After the 2020 census, Republican-dominated Georgian legislature crossed the boundaries of the Atlanta suburbs from Democratic MP Lucy McBate, turning it into a stronghold of the Republican Party. They also redrawn another chair in the Atlanta area, making Democratic MP Caroline Bourdais constituency reliably democratic.

So Macbeth, a nationally known arms security advocate, first elected in 2018, went shopping in the district – and decided to challenge Bourdain, a college professor in his first term. Now, having millions of dollars at the expense of outside groups supporting it, Macbeth has a huge advantage over Tuesday’s primaries.

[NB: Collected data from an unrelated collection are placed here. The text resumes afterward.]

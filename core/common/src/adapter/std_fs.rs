//! 標準ファイルシステム実装（std::fs を委譲）

use crate::error::Error;
use crate::ports::outbound::{FileMetadata, FileSystem};
use std::path::Path;

/// 標準ライブラリの fs をそのまま委譲する FileSystem 実装
#[derive(Debug, Clone, Default)]
pub struct StdFileSystem;

impl FileSystem for StdFileSystem {
    fn read(&self, path: &Path) -> Result<Vec<u8>, Error> {
        std::fs::read(path).map_err(|e| {
            Error::io_msg(format!("Failed to read '{}': {}", path.display(), e))
        })
    }

    fn write(&self, path: &Path, contents: &str) -> Result<(), Error> {
        use std::io::Write;
        let mut f = std::fs::File::create(path).map_err(|e| {
            Error::io_msg(format!("Failed to create '{}': {}", path.display(), e))
        })?;
        f.write_all(contents.as_bytes())
            .and_then(|_| f.sync_all())
            .map_err(|e| Error::io_msg(format!("Failed to write '{}': {}", path.display(), e)))
    }

    fn rename(&self, from: &Path, to: &Path) -> Result<(), Error> {
        std::fs::rename(from, to).map_err(|e| {
            Error::io_msg(format!(
                "Failed to rename '{}' to '{}': {}",
                from.display(),
                to.display(),
                e
            ))
        })
    }

    fn create_dir_all(&self, path: &Path) -> Result<(), Error> {
        std::fs::create_dir_all(path).map_err(|e| {
            Error::io_msg(format!("Failed to create directory '{}': {}", path.display(), e))
        })
    }

    fn metadata(&self, path: &Path) -> Result<FileMetadata, Error> {
        let m = std::fs::metadata(path).map_err(|e| {
            Error::io_msg(format!(
                "Failed to get metadata for '{}': {}",
                path.display(),
                e
            ))
        })?;
        Ok(FileMetadata::new(m.is_file(), m.is_dir()))
    }

    fn remove_file(&self, path: &Path) -> Result<(), Error> {
        std::fs::remove_file(path).map_err(|e| {
            Error::io_msg(format!("Failed to remove file '{}': {}", path.display(), e))
        })
    }

    fn open_append(&self, path: &Path) -> Result<Box<dyn std::io::Write + Send>, Error> {
        let f = std::fs::OpenOptions::new()
            .create(true)
            .append(true)
            .open(path)
            .map_err(|e| {
                Error::io_msg(format!("Failed to open '{}' for append: {}", path.display(), e))
            })?;
        Ok(Box::new(f))
    }
}

#[cfg(test)]
mod tests {
    use super::*;

    #[test]
    fn test_write_read_rename() {
        let tmp = tempfile::tempdir().unwrap();
        let fs = StdFileSystem;
        let a = tmp.path().join("a.txt");
        let b = tmp.path().join("b.txt");
        fs.write(&a, "hello").unwrap();
        fs.rename(&a, &b).unwrap();
        assert!(!fs.exists(&a));
        assert_eq!(fs.read(&b).unwrap(), b"hello");
        assert!(fs.metadata(&b).unwrap().is_file());
        assert!(fs.is_dir(tmp.path()));
    }

    #[test]
    fn test_read_missing_is_io_error() {
        let tmp = tempfile::tempdir().unwrap();
        let err = StdFileSystem
            .read(&tmp.path().join("missing"))
            .unwrap_err();
        assert!(matches!(err, Error::Io(_)));
    }
}
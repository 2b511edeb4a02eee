//! ドメイン型（Newtype）
//!
//! PathBuf を直接運ばず、意味のある型に包んで境界を明確にする。

pub mod dirs;

use std::path::{Path, PathBuf};

pub use dirs::Dirs;

/// プロジェクトディレクトリ（labbook.json を直下に持つ）のパス
#[derive(Debug, Clone, PartialEq, Eq)]
pub struct ProjectDir(PathBuf);

impl ProjectDir {
    pub fn new(path: impl Into<PathBuf>) -> Self {
        Self(path.into())
    }
}

impl std::ops::Deref for ProjectDir {
    type Target = PathBuf;
    fn deref(&self) -> &Self::Target {
        &self.0
    }
}

impl AsRef<Path> for ProjectDir {
    fn as_ref(&self) -> &Path {
        self.0.as_ref()
    }
}

impl std::fmt::Display for ProjectDir {
    fn fmt(&self, f: &mut std::fmt::Formatter<'_>) -> std::fmt::Result {
        self.0.display().fmt(f)
    }
}
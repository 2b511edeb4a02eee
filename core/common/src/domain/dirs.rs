//! 実行時ディレクトリ（XDG / LABBOOK_HOME 解決結果）
//!
//! EnvResolver::resolve_dirs() で取得し、ログのパス計算に使う。

use std::path::PathBuf;

/// 解決済みの state ディレクトリ
#[derive(Debug, Clone, PartialEq, Eq)]
pub struct Dirs {
    pub state_dir: PathBuf,
}

impl Dirs {
    /// ログ格納ディレクトリ（state/logs）
    pub fn logs_dir(&self) -> PathBuf {
        self.state_dir.join("logs")
    }
}
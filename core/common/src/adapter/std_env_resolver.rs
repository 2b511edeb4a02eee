//! 標準環境変数解決実装（std::env を委譲）

use crate::domain::{Dirs, ProjectDir};
use crate::error::Error;
use crate::ports::outbound::EnvResolver;
use std::env;
use std::path::PathBuf;

const LOG_FILENAME: &str = "labbook.jsonl";

fn non_empty_var(key: &str) -> Option<String> {
    env::var(key).ok().filter(|s| !s.is_empty())
}

/// 標準環境変数解決実装
#[derive(Debug, Clone, Default)]
pub struct StdEnvResolver;

impl EnvResolver for StdEnvResolver {
    fn project_dir_from_env(&self) -> Option<ProjectDir> {
        non_empty_var("LABBOOK_PROJECT")
            .map(PathBuf::from)
            .map(ProjectDir::new)
    }

    fn current_dir(&self) -> Result<PathBuf, Error> {
        env::current_dir()
            .map_err(|e| Error::env(format!("Failed to get current directory: {}", e)))
    }

    fn resolve_dirs(&self) -> Result<Dirs, Error> {
        if let Some(home) = non_empty_var("LABBOOK_HOME") {
            return Ok(Dirs {
                state_dir: PathBuf::from(home).join("state"),
            });
        }

        let state_base = non_empty_var("XDG_STATE_HOME")
            .map(PathBuf::from)
            .or_else(|| non_empty_var("HOME").map(|h| PathBuf::from(h).join(".local").join("state")))
            .ok_or_else(|| Error::env("HOME is not set"))?;

        Ok(Dirs {
            state_dir: state_base.join("labbook"),
        })
    }

    fn resolve_log_file_path(&self) -> Result<PathBuf, Error> {
        if let Some(path) = non_empty_var("LABBOOK_LOG_FILE") {
            return Ok(PathBuf::from(path));
        }
        Ok(self.resolve_dirs()?.logs_dir().join(LOG_FILENAME))
    }
}
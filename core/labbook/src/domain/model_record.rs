//! 学習済みモデル 1 件分のレコード
//!
//! labbook.json の `Models[i]` に対応する。`Pickled` はフレームワーク側が読み書きする不透明なマップ。

use super::date::{self, MinuteStamp};
use super::validate::{self, FieldPath};
use common::error::Error;
use serde_json::{Map, Value};

pub(crate) mod keys {
    pub const NAME: &str = "Name";
    pub const TIME: &str = "Time";
    pub const COMMENTS: &str = "Comments";
    pub const TRAINED_ON: &str = "TrainedOn";
    pub const X_VARS: &str = "XVars";
    pub const Y_VARS: &str = "YVars";
    pub const TRANSFORMS: &str = "Transforms";
    pub const PICKLED: &str = "Pickled";
    pub const FLAGGED: &str = "Flagged";

    pub const ALL: &[&str] = &[
        NAME, TIME, COMMENTS, TRAINED_ON, X_VARS, Y_VARS, TRANSFORMS, PICKLED, FLAGGED,
    ];
}

/// 学習済みモデルのメタデータと成果物ペイロード
#[derive(Debug, Clone, PartialEq)]
pub struct ModelRecord {
    name: String,
    trained_at: MinuteStamp,
    comments: String,
    trained_on: Vec<String>,
    input_variables: Vec<String>,
    output_variables: Vec<String>,
    transforms: Vec<String>,
    payload: Map<String, Value>,
    flagged: bool,
    extra: Map<String, Value>,
}

impl ModelRecord {
    /// 名前と学習時刻だけを持つ空のレコード。名前が空なら `Name` の Validation エラー
    pub fn new(name: impl Into<String>, trained_at: MinuteStamp) -> Result<Self, Error> {
        let name = name.into();
        if name.is_empty() {
            return Err(Error::validation(keys::NAME, "must not be empty"));
        }
        Ok(Self {
            name,
            trained_at,
            comments: String::new(),
            trained_on: Vec::new(),
            input_variables: Vec::new(),
            output_variables: Vec::new(),
            transforms: Vec::new(),
            payload: Map::new(),
            flagged: false,
            extra: Map::new(),
        })
    }

    pub fn with_comments(mut self, comments: impl Into<String>) -> Self {
        self.comments = comments.into();
        self
    }

    pub fn with_trained_on(mut self, datasets: Vec<String>) -> Self {
        self.trained_on = datasets;
        self
    }

    pub fn with_variables(mut self, inputs: Vec<String>, outputs: Vec<String>) -> Self {
        self.input_variables = inputs;
        self.output_variables = outputs;
        self
    }

    pub fn with_transforms(mut self, transforms: Vec<String>) -> Self {
        self.transforms = transforms;
        self
    }

    pub fn with_payload(mut self, payload: Map<String, Value>) -> Self {
        self.payload = payload;
        self
    }

    /// マッピングから検証付きで構築する。`path` はエラー時のフィールドパスの接頭辞
    pub fn from_value(v: &Value, path: &FieldPath) -> Result<Self, Error> {
        let obj = validate::object(v, path)?;

        let (name, p) = validate::required(obj, keys::NAME, path)?;
        let name = validate::non_empty_text(name, &p)?;

        let (time, p) = validate::required(obj, keys::TIME, path)?;
        let time = validate::text(time, &p)?;
        let trained_at = date::parse(&time).map_err(|e| Error::validation(p.to_string(), e.to_string()))?;

        let (comments, p) = validate::required(obj, keys::COMMENTS, path)?;
        let comments = validate::text(comments, &p)?;

        let (trained_on, p) = validate::required(obj, keys::TRAINED_ON, path)?;
        let trained_on = validate::text_list(trained_on, &p)?;

        let (x_vars, p) = validate::required(obj, keys::X_VARS, path)?;
        let input_variables = validate::text_list(x_vars, &p)?;

        let (y_vars, p) = validate::required(obj, keys::Y_VARS, path)?;
        let output_variables = validate::text_list(y_vars, &p)?;

        let (transforms, p) = validate::required(obj, keys::TRANSFORMS, path)?;
        let transforms = validate::text_list(transforms, &p)?;

        let (pickled, p) = validate::required(obj, keys::PICKLED, path)?;
        let payload = validate::object(pickled, &p)?.clone();

        let flagged = match obj.get(keys::FLAGGED) {
            Some(v) => validate::boolean(v, &path.key(keys::FLAGGED))?,
            None => false,
        };

        Ok(Self {
            name,
            trained_at,
            comments,
            trained_on,
            input_variables,
            output_variables,
            transforms,
            payload,
            flagged,
            extra: validate::unknown_keys(obj, keys::ALL),
        })
    }

    /// descriptor 形式のマッピングに変換する（`Time` は固定書式）
    pub fn to_value(&self) -> Value {
        let mut m = Map::new();
        m.insert(keys::NAME.into(), Value::from(self.name.clone()));
        m.insert(keys::TIME.into(), Value::from(date::format(&self.trained_at)));
        m.insert(keys::COMMENTS.into(), Value::from(self.comments.clone()));
        m.insert(keys::TRAINED_ON.into(), Value::from(self.trained_on.clone()));
        m.insert(keys::X_VARS.into(), Value::from(self.input_variables.clone()));
        m.insert(keys::Y_VARS.into(), Value::from(self.output_variables.clone()));
        m.insert(keys::TRANSFORMS.into(), Value::from(self.transforms.clone()));
        m.insert(keys::PICKLED.into(), Value::Object(self.payload.clone()));
        m.insert(keys::FLAGGED.into(), Value::Bool(self.flagged));
        for (k, v) in &self.extra {
            m.insert(k.clone(), v.clone());
        }
        Value::Object(m)
    }

    pub fn name(&self) -> &str {
        &self.name
    }

    pub fn trained_at(&self) -> MinuteStamp {
        self.trained_at
    }

    pub fn comments(&self) -> &str {
        &self.comments
    }

    pub fn trained_on(&self) -> &[String] {
        &self.trained_on
    }

    pub fn input_variables(&self) -> &[String] {
        &self.input_variables
    }

    pub fn output_variables(&self) -> &[String] {
        &self.output_variables
    }

    pub fn transforms(&self) -> &[String] {
        &self.transforms
    }

    pub fn payload(&self) -> &Map<String, Value> {
        &self.payload
    }

    pub fn flagged(&self) -> bool {
        self.flagged
    }

    pub fn set_flagged(&mut self, value: bool) {
        self.flagged = value;
    }
}

#[cfg(test)]
mod tests {
    use super::*;
    use serde_json::json;

    fn sample() -> Value {
        json!({
            "Name": "rf-baseline",
            "Time": "12-03-2024 14:30",
            "Comments": "first try",
            "TrainedOn": ["runs/2023", "runs/2024"],
            "XVars": ["energy", "angle"],
            "YVars": ["label"],
            "Transforms": ["standard_scaler"],
            "Pickled": {"framework": "sklearn", "blob": "AAEC"}
        })
    }

    #[test]
    fn test_from_value_valid() {
        let r = ModelRecord::from_value(&sample(), &FieldPath::root()).unwrap();
        assert_eq!(r.name(), "rf-baseline");
        assert_eq!(r.trained_at(), date::parse("12-03-2024 14:30").unwrap());
        assert_eq!(r.trained_on(), &["runs/2023".to_string(), "runs/2024".to_string()]);
        assert_eq!(r.input_variables().len(), 2);
        assert_eq!(r.output_variables(), &["label".to_string()]);
        assert_eq!(r.payload()["framework"], "sklearn");
        assert!(!r.flagged());
    }

    #[test]
    fn test_from_value_reads_flagged() {
        let mut v = sample();
        v["Flagged"] = json!(true);
        let r = ModelRecord::from_value(&v, &FieldPath::root()).unwrap();
        assert!(r.flagged());
    }

    #[test]
    fn test_missing_field_names_it() {
        let mut v = sample();
        v.as_object_mut().unwrap().remove("XVars");
        let path = FieldPath::root().key("Models").index(3);
        let err = ModelRecord::from_value(&v, &path).unwrap_err();
        assert_eq!(err.field_path(), Some("Models[3].XVars"));
    }

    #[test]
    fn test_wrong_shapes() {
        let cases = [
            ("TrainedOn", json!("runs/2024"), "TrainedOn"),
            ("TrainedOn", json!(["a", 3]), "TrainedOn[1]"),
            ("Pickled", json!([1, 2]), "Pickled"),
            ("Flagged", json!("yes"), "Flagged"),
            ("Name", json!(""), "Name"),
            ("Comments", json!(null), "Comments"),
        ];
        for (key, bad, expected_path) in cases {
            let mut v = sample();
            v[key] = bad;
            let err = ModelRecord::from_value(&v, &FieldPath::root()).unwrap_err();
            assert_eq!(err.field_path(), Some(expected_path), "case {}", key);
        }
    }

    #[test]
    fn test_bad_time_is_validation_error_on_time() {
        let mut v = sample();
        v["Time"] = json!("2024-03-12 14:30");
        let err = ModelRecord::from_value(&v, &FieldPath::root()).unwrap_err();
        assert!(matches!(err, Error::Validation { .. }));
        assert_eq!(err.field_path(), Some("Time"));
    }

    #[test]
    fn test_first_defect_wins() {
        let mut v = sample();
        v.as_object_mut().unwrap().remove("Name");
        v["YVars"] = json!(1);
        let err = ModelRecord::from_value(&v, &FieldPath::root()).unwrap_err();
        assert_eq!(err.field_path(), Some("Name"));
    }

    #[test]
    fn test_to_value_round_trip_keeps_unknown_keys() {
        let mut v = sample();
        v["Metrics"] = json!({"auc": 0.91});
        let r = ModelRecord::from_value(&v, &FieldPath::root()).unwrap();
        let out = r.to_value();
        assert_eq!(out["Time"], "12-03-2024 14:30");
        assert_eq!(out["Flagged"], false);
        assert_eq!(out["Metrics"]["auc"], 0.91);
        assert_eq!(ModelRecord::from_value(&out, &FieldPath::root()).unwrap(), r);
    }

    #[test]
    fn test_new_rejects_empty_name() {
        let t = date::parse("01-01-2024 00:00").unwrap();
        assert!(ModelRecord::new("", t).is_err());
        let r = ModelRecord::new("m", t)
            .unwrap()
            .with_variables(vec!["x".into()], vec!["y".into()]);
        assert_eq!(r.input_variables(), &["x".to_string()]);
    }
}
//! JSON 値のフィールド単位の検証
//!
//! 各関数は成功値か、フィールドパス付きの `Error::Validation` を返す。
//! レコード単位の検証はこれらを順に `?` で合成し、最初の不正で止まる。

use common::error::Error;
use serde_json::{Map, Value};
use std::collections::BTreeMap;
use std::fmt;

/// `Models[1].XVars[0]` 形式のフィールドパス
#[derive(Debug, Clone, Default, PartialEq, Eq)]
pub struct FieldPath(String);

impl FieldPath {
    pub fn root() -> Self {
        Self(String::new())
    }

    pub fn key(&self, key: &str) -> Self {
        if self.0.is_empty() {
            Self(key.to_string())
        } else {
            Self(format!("{}.{}", self.0, key))
        }
    }

    pub fn index(&self, i: usize) -> Self {
        Self(format!("{}[{}]", self.0, i))
    }

    fn error(&self, message: impl Into<String>) -> Error {
        let path = if self.0.is_empty() { "<root>" } else { &self.0 };
        Error::validation(path, message)
    }
}

impl fmt::Display for FieldPath {
    fn fmt(&self, f: &mut fmt::Formatter<'_>) -> fmt::Result {
        f.write_str(&self.0)
    }
}

/// JSON の型名（エラーメッセージ用）
fn kind_of(v: &Value) -> &'static str {
    match v {
        Value::Null => "null",
        Value::Bool(_) => "boolean",
        Value::Number(_) => "number",
        Value::String(_) => "string",
        Value::Array(_) => "array",
        Value::Object(_) => "object",
    }
}

fn expected(path: &FieldPath, what: &str, got: &Value) -> Error {
    path.error(format!("expected {}, got {}", what, kind_of(got)))
}

pub fn object<'a>(v: &'a Value, path: &FieldPath) -> Result<&'a Map<String, Value>, Error> {
    v.as_object().ok_or_else(|| expected(path, "object", v))
}

/// 必須キーを取り出す。無ければ `missing required field`
pub fn required<'a>(
    obj: &'a Map<String, Value>,
    key: &str,
    path: &FieldPath,
) -> Result<(&'a Value, FieldPath), Error> {
    let p = path.key(key);
    match obj.get(key) {
        Some(v) => Ok((v, p)),
        None => Err(p.error("missing required field")),
    }
}

pub fn text(v: &Value, path: &FieldPath) -> Result<String, Error> {
    v.as_str()
        .map(str::to_string)
        .ok_or_else(|| expected(path, "string", v))
}

pub fn non_empty_text(v: &Value, path: &FieldPath) -> Result<String, Error> {
    let s = text(v, path)?;
    if s.is_empty() {
        return Err(path.error("must not be empty"));
    }
    Ok(s)
}

pub fn text_list(v: &Value, path: &FieldPath) -> Result<Vec<String>, Error> {
    let items = v.as_array().ok_or_else(|| expected(path, "array of strings", v))?;
    items
        .iter()
        .enumerate()
        .map(|(i, item)| text(item, &path.index(i)))
        .collect()
}

pub fn text_map(v: &Value, path: &FieldPath) -> Result<BTreeMap<String, String>, Error> {
    object(v, path)?
        .iter()
        .map(|(k, item)| text(item, &path.key(k)).map(|t| (k.clone(), t)))
        .collect()
}

pub fn boolean(v: &Value, path: &FieldPath) -> Result<bool, Error> {
    v.as_bool().ok_or_else(|| expected(path, "boolean", v))
}

/// 既知キー以外をそのまま残す（新しいツールが書いたフィールドを失わないため）
pub fn unknown_keys(obj: &Map<String, Value>, known: &[&str]) -> Map<String, Value> {
    obj.iter()
        .filter(|(k, _)| !known.contains(&k.as_str()))
        .map(|(k, v)| (k.clone(), v.clone()))
        .collect()
}
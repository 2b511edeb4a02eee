//! エラーハンドリング
//!
//! 全レイヤーで共通の `Error` を使い、`main` で終了コード（sysexits 準拠）に変換する。

/// エラー型
#[derive(Debug, Clone, PartialEq, Eq, thiserror::Error)]
pub enum Error {
    /// パスや名前付きモデルが存在しない
    #[error("{0}")]
    NotFound(String),

    /// JSON の構文エラー、日付文字列の書式違反
    #[error("{0}")]
    Format(String),

    /// フィールド単位の不正（型違い・必須キー欠落）。`path` は `Models[1].XVars` の形式
    #[error("invalid field '{path}': {message}")]
    Validation { path: String, message: String },

    /// 既に存在する（descriptor の二重作成、同名モデルの追加）
    #[error("{0}")]
    AlreadyExists(String),

    /// 引数不正（usage を表示する）
    #[error("{0}")]
    InvalidArgument(String),

    #[error("{0}")]
    Io(String),

    #[error("{0}")]
    Json(String),

    /// 環境変数からパスを解決できない
    #[error("{0}")]
    Env(String),

    #[error("{0}")]
    System(String),
}

impl Error {
    pub fn io_msg(msg: impl Into<String>) -> Self {
        Error::Io(msg.into())
    }

    pub fn json(msg: impl Into<String>) -> Self {
        Error::Json(msg.into())
    }

    pub fn invalid_argument(msg: impl Into<String>) -> Self {
        Error::InvalidArgument(msg.into())
    }

    pub fn not_found(msg: impl Into<String>) -> Self {
        Error::NotFound(msg.into())
    }

    pub fn format(msg: impl Into<String>) -> Self {
        Error::Format(msg.into())
    }

    pub fn validation(path: impl Into<String>, message: impl Into<String>) -> Self {
        Error::Validation {
            path: path.into(),
            message: message.into(),
        }
    }

    pub fn already_exists(msg: impl Into<String>) -> Self {
        Error::AlreadyExists(msg.into())
    }

    pub fn env(msg: impl Into<String>) -> Self {
        Error::Env(msg.into())
    }

    pub fn system(msg: impl Into<String>) -> Self {
        Error::System(msg.into())
    }

    /// Validation のフィールドパス（それ以外は None）
    pub fn field_path(&self) -> Option<&str> {
        match self {
            Error::Validation { path, .. } => Some(path),
            _ => None,
        }
    }

    /// 終了コード（sysexits.h）
    pub fn exit_code(&self) -> i32 {
        match self {
            Error::InvalidArgument(_) => 64,
            Error::Format(_) | Error::Validation { .. } => 65,
            Error::NotFound(_) => 66,
            Error::Json(_) | Error::System(_) => 70,
            Error::AlreadyExists(_) => 73,
            Error::Io(_) => 74,
            Error::Env(_) => 78,
        }
    }

    /// usage を併せて表示すべきエラーか
    pub fn is_usage(&self) -> bool {
        matches!(self, Error::InvalidArgument(_))
    }
}

#[cfg(test)]
mod tests {
    use super::*;

    #[test]
    fn test_error_helpers() {
        let err = Error::invalid_argument("test");
        assert_eq!(err.to_string(), "test");
        assert_eq!(err.exit_code(), 64);
        assert!(err.is_usage());

        let err = Error::system("test");
        assert_eq!(err.to_string(), "test");
        assert_eq!(err.exit_code(), 70);
        assert!(!err.is_usage());
    }

    #[test]
    fn test_validation_display_and_path() {
        let err = Error::validation("Models[0].XVars", "missing required field");
        assert_eq!(
            err.to_string(),
            "invalid field 'Models[0].XVars': missing required field"
        );
        assert_eq!(err.field_path(), Some("Models[0].XVars"));
        assert_eq!(err.exit_code(), 65);
        assert_eq!(Error::not_found("x").field_path(), None);
    }

    #[test]
    fn test_exit_codes_by_kind() {
        assert_eq!(Error::not_found("x").exit_code(), 66);
        assert_eq!(Error::format("x").exit_code(), 65);
        assert_eq!(Error::already_exists("x").exit_code(), 73);
        assert_eq!(Error::io_msg("x").exit_code(), 74);
        assert_eq!(Error::env("x").exit_code(), 78);
    }
}
//! Inbound ポート: ドライバ（CLI）がアプリを呼び出すインターフェース

use crate::cli::Config;
use common::error::Error;

/// Command をディスパッチして終了コードを返す Inbound ポート
///
/// main はこの trait を実装した Runner の run を呼び出す。
pub trait UseCaseRunner {
    fn run(&self, config: Config) -> Result<i32, Error>;
}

Macbeth talked about his compelling personal story. She is a black woman whose son was killed by a white man during a 2012 stereo volume dispute. She has since called herself a “mother on a mission” and has vowed to pass a gun security law in Congress, though there is no hope. This is because of the effective republican opposition.


Although the two share many of the same political goals, Bourdain is outraged by Macbath’s exchange of districts, subtly hinting that her rival, who has become a rival, is the driver.

She also sharply criticized the spending of cryptocurrency billionaire Sam Bankman-Fried, who this year poured millions of dollars into primary races in the U.S., including $ 2 million spent in support of McBath. The motive, Bourdain argues, is to buy support from Congress at a time when the industry is first facing the prospect of federal regulation. Macbeth ignored calls to give up financial aid.